Information provided Block Start
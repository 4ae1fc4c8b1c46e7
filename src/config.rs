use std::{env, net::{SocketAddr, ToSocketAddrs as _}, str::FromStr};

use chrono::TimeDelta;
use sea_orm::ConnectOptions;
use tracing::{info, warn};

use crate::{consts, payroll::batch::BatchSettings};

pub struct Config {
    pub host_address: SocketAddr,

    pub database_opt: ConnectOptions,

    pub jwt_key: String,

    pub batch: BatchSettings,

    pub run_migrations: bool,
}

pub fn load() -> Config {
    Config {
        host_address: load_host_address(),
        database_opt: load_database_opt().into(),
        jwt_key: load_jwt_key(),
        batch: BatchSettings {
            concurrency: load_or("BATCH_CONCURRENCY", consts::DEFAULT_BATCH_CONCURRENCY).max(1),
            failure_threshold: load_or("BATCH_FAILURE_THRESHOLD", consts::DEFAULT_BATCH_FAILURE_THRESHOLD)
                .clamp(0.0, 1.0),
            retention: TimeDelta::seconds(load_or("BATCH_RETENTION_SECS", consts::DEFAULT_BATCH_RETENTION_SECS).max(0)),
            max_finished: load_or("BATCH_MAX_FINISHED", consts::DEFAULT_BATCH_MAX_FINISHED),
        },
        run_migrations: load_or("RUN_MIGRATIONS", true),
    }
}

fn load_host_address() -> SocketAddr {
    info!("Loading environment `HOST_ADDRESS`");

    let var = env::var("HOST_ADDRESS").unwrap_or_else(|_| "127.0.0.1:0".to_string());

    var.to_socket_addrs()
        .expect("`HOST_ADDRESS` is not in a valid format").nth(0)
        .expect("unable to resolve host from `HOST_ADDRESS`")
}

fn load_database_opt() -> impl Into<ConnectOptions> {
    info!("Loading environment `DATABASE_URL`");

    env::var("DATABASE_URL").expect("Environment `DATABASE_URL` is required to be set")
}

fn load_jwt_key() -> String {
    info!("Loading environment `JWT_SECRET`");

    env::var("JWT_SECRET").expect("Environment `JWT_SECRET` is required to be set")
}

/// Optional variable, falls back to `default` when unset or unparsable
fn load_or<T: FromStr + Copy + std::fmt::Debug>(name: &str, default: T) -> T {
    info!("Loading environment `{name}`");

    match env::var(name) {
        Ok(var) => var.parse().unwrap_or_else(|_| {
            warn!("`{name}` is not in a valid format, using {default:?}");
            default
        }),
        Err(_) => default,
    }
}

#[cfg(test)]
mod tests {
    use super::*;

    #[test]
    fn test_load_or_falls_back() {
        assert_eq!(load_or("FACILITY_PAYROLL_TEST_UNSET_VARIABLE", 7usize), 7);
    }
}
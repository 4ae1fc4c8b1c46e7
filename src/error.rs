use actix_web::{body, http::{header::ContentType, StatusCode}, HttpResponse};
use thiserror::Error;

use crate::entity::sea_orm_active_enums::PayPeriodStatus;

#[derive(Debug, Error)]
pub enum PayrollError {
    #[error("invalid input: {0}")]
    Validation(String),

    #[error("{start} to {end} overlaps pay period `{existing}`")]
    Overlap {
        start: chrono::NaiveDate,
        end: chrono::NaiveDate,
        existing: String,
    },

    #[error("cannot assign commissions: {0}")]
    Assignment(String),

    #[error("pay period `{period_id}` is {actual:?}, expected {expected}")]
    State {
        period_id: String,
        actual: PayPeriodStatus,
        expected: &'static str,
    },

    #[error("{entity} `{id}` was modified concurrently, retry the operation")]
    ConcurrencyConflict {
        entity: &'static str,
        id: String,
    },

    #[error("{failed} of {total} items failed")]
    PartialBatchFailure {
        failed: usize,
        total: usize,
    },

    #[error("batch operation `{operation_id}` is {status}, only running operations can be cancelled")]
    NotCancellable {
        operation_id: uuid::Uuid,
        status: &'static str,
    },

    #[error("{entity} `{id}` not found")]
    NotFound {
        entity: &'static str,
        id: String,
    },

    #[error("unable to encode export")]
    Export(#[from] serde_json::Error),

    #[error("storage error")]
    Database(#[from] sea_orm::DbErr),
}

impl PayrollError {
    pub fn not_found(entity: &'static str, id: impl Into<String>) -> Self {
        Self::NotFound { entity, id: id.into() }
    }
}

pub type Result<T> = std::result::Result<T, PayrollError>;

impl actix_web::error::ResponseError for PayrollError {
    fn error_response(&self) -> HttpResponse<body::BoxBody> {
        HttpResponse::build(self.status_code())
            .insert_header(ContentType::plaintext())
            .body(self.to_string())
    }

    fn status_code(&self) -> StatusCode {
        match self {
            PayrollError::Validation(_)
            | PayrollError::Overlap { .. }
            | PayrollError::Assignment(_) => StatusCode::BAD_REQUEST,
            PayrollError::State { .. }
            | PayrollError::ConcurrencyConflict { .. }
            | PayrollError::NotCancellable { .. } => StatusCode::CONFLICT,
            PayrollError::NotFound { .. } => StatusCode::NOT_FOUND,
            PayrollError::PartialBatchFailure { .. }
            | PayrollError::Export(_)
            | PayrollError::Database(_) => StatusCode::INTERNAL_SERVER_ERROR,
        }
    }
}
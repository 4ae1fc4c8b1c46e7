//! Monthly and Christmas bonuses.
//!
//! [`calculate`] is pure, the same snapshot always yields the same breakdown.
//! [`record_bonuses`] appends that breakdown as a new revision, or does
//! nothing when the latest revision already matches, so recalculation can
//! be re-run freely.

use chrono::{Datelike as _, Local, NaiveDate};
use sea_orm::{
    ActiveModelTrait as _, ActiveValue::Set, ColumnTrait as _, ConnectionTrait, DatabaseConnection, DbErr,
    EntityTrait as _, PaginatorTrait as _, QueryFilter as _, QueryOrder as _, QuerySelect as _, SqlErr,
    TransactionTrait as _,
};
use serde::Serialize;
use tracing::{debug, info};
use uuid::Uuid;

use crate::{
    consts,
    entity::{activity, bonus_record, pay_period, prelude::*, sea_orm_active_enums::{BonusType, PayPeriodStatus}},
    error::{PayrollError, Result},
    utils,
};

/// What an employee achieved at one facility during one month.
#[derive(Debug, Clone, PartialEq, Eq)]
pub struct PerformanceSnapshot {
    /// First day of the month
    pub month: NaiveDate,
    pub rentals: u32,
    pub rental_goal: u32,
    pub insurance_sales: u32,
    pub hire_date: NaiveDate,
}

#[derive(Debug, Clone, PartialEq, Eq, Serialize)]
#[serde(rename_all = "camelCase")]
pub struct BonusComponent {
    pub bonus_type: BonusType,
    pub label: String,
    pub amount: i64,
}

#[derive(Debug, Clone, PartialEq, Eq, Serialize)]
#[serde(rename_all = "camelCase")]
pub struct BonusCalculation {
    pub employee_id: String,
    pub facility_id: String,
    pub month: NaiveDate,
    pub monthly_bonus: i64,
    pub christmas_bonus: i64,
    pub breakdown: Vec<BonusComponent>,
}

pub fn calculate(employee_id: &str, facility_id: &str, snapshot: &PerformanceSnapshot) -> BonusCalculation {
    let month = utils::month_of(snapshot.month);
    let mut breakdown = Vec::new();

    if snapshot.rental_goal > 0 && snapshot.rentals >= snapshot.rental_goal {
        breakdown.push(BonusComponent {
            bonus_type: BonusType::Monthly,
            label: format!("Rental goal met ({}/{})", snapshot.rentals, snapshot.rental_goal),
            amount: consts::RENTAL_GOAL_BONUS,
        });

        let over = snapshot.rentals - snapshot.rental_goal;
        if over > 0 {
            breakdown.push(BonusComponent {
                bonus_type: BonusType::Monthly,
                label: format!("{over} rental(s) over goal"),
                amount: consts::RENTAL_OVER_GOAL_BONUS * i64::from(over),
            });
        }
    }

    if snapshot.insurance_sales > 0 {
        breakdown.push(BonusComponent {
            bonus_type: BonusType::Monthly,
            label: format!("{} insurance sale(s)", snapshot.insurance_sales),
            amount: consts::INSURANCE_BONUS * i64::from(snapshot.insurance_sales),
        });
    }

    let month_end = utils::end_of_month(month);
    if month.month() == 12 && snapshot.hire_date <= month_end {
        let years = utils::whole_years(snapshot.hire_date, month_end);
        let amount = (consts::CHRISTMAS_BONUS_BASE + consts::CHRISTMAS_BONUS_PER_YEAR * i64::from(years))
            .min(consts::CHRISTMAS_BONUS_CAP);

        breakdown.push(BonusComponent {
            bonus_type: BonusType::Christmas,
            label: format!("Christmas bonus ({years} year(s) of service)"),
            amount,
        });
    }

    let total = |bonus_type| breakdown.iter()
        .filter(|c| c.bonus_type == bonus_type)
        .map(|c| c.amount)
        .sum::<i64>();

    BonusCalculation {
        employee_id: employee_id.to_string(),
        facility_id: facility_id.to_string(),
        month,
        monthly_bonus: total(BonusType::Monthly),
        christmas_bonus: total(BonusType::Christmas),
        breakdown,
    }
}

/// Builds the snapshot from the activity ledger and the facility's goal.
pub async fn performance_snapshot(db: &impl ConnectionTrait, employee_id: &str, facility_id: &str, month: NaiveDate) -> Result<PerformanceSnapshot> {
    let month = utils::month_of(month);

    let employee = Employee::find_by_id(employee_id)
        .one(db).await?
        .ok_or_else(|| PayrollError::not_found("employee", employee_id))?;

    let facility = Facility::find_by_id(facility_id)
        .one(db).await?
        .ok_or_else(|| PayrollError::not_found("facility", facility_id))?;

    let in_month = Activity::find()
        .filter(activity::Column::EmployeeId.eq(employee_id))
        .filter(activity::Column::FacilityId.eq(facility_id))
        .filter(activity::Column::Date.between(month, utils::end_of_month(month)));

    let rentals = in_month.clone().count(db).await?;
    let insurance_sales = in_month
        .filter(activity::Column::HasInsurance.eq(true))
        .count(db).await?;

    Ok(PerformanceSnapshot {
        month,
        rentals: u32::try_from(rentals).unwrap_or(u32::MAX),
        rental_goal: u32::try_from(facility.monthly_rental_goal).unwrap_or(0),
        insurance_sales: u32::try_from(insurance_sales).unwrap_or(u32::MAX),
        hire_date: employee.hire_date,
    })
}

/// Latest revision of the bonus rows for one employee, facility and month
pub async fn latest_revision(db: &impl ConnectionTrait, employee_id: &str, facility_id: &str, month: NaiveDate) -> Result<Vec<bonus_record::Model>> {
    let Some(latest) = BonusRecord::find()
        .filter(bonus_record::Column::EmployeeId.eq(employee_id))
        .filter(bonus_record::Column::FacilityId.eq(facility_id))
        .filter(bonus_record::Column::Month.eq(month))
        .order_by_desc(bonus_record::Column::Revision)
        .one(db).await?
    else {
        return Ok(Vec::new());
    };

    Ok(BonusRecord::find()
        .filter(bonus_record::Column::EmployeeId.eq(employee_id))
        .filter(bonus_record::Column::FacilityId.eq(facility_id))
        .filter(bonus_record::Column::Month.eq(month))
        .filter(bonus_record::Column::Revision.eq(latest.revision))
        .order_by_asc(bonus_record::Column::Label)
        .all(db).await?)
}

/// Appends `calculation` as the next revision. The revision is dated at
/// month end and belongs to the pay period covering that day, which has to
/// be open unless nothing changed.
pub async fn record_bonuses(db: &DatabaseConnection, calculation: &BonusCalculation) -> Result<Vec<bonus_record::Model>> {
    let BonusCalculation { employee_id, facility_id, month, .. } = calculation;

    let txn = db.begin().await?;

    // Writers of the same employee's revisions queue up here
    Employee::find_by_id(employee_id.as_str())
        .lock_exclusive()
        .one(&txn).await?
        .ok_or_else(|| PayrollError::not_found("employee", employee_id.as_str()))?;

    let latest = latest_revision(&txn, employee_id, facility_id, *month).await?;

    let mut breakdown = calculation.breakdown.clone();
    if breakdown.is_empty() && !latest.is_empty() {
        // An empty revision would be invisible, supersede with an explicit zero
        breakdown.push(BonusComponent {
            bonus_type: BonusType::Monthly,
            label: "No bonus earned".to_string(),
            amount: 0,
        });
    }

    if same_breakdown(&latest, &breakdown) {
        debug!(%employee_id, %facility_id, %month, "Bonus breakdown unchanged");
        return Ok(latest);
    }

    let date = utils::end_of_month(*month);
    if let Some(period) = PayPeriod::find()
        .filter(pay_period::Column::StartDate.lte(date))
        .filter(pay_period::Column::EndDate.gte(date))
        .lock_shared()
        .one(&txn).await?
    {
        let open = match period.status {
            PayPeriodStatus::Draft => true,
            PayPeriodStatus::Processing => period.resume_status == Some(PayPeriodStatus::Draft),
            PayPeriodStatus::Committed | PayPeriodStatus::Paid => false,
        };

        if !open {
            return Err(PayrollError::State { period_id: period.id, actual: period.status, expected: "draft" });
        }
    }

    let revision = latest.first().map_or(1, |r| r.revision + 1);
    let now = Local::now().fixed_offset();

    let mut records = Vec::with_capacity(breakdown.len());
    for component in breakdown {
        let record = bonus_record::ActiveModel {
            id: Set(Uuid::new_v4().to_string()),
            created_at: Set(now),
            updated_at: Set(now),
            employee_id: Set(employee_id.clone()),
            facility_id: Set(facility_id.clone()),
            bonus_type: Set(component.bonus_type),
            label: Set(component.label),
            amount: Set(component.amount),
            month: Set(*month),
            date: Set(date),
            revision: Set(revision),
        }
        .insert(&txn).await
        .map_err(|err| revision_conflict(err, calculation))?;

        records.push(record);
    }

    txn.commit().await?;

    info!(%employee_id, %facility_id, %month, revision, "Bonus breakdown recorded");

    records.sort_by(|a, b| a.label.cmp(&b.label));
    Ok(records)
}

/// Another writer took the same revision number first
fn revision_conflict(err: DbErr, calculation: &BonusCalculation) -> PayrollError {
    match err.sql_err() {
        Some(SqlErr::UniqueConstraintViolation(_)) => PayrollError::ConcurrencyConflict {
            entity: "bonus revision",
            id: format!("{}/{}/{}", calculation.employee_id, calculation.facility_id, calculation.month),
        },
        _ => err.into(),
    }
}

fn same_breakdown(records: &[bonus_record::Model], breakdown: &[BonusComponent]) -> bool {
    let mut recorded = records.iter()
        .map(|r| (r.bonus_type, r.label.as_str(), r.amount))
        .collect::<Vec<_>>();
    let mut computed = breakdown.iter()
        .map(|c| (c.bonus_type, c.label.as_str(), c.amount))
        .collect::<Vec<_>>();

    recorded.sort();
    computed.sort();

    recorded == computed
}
Information provided Block End
Information provided Block Start
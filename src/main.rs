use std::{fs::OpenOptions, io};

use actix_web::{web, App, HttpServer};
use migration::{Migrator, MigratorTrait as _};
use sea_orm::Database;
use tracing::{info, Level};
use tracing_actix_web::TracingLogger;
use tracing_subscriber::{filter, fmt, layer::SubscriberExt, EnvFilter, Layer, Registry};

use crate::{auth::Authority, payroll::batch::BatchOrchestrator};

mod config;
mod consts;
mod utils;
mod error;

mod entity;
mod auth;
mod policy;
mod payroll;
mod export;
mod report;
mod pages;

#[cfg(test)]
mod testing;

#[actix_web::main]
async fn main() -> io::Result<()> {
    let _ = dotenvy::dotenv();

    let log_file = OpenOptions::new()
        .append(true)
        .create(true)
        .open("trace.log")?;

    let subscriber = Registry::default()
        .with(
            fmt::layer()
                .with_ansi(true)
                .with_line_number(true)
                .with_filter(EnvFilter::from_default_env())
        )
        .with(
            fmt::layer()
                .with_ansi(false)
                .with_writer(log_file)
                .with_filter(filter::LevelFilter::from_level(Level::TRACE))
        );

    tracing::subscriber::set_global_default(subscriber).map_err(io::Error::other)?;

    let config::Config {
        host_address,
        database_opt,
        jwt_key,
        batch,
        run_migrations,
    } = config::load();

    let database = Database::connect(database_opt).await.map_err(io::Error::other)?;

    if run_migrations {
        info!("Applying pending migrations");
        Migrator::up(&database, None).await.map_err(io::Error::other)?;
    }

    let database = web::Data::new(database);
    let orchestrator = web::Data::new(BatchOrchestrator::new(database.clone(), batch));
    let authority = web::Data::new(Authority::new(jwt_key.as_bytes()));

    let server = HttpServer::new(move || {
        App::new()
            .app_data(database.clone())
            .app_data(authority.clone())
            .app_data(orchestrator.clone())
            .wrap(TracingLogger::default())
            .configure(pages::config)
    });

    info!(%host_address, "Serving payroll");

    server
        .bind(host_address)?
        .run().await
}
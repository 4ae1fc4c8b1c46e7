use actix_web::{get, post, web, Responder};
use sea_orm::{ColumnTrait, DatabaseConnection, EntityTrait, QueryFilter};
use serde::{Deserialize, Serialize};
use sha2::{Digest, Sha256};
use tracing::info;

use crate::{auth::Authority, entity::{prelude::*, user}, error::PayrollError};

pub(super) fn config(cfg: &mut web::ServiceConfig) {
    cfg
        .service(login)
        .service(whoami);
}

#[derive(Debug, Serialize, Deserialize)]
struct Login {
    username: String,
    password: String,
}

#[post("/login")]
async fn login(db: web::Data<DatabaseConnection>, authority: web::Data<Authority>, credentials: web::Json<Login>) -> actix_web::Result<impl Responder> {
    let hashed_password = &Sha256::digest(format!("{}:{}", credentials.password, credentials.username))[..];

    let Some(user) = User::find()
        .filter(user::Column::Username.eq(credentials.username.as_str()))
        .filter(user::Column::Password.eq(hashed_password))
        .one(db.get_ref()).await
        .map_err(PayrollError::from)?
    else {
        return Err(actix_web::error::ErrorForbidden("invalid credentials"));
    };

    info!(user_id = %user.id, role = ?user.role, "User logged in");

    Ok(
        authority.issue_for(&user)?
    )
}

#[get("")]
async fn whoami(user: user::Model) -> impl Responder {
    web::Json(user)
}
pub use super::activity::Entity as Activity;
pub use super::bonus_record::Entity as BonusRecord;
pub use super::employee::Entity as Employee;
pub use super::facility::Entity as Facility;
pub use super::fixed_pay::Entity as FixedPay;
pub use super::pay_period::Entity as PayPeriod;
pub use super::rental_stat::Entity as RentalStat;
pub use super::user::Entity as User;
Information provided Block End
Information provided Block Start
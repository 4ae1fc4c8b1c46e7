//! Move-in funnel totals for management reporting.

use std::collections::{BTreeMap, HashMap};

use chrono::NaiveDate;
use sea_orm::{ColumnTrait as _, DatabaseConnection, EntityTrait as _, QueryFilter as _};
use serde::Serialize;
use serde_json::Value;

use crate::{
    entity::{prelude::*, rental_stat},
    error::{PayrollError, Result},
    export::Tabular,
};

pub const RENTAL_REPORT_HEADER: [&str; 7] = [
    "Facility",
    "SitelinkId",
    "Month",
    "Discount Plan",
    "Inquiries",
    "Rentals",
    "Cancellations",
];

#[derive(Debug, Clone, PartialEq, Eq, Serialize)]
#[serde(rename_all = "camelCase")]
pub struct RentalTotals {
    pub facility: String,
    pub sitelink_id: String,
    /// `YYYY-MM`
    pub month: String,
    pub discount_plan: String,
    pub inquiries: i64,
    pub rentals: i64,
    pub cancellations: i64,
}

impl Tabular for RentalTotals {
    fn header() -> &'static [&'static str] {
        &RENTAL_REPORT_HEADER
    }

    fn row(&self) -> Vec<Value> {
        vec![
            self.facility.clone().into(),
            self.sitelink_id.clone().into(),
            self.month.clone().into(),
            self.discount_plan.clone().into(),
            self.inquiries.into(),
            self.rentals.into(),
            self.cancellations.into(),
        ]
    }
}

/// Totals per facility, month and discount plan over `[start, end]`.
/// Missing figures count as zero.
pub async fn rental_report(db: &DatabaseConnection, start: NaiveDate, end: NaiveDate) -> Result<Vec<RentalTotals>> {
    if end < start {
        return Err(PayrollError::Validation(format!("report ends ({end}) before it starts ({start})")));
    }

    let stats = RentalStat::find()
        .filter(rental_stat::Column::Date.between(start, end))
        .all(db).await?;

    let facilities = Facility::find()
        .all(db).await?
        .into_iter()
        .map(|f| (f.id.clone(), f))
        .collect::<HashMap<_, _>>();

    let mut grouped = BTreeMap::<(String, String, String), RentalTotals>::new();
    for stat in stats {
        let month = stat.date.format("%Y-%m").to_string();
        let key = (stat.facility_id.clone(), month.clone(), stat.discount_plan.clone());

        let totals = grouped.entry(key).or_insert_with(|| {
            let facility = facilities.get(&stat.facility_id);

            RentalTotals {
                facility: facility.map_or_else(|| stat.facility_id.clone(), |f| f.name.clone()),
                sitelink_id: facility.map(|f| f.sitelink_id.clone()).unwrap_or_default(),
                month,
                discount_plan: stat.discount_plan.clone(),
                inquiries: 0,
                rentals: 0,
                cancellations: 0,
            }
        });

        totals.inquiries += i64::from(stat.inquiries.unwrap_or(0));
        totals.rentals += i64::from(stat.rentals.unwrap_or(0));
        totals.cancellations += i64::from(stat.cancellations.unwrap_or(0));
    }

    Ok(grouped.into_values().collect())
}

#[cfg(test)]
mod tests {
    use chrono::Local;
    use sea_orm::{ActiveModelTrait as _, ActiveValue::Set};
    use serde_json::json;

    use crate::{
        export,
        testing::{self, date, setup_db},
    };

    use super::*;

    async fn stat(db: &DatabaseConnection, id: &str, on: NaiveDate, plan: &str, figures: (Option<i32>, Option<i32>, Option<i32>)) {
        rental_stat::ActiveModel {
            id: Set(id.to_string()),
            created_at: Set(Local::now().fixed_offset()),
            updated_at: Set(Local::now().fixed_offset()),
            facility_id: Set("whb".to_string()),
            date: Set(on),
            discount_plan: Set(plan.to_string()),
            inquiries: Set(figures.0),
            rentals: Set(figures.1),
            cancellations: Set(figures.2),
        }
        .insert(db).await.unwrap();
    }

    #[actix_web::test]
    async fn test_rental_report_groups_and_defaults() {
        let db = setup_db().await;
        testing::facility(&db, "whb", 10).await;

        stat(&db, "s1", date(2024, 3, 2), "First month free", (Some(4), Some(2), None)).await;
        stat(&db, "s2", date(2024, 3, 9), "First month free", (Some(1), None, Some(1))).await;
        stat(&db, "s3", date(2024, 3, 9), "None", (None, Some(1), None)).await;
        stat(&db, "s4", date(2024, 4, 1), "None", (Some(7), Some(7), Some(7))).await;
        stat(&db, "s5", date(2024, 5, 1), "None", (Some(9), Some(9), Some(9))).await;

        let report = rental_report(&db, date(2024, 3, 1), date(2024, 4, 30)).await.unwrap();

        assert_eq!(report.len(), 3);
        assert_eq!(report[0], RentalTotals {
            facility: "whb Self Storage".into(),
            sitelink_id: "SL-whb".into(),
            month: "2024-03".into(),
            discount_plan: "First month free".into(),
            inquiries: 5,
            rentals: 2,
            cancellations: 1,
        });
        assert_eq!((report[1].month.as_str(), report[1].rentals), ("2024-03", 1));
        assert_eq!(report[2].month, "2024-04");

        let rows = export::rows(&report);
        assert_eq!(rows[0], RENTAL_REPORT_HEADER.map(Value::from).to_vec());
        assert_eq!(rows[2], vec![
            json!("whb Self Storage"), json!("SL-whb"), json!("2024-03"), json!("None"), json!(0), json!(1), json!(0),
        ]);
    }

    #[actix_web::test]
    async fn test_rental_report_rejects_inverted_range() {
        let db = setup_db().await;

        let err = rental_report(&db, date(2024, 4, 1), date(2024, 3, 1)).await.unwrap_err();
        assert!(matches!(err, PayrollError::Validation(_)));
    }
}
Information provided Block End
- Task directions
If a line in the entries contains "Registry", copy it.

- Solution
use tracing_subscriber::{filter, fmt, layer::SubscriberExt, EnvFilter, Layer, Registry};
    let subscriber = Registry::default()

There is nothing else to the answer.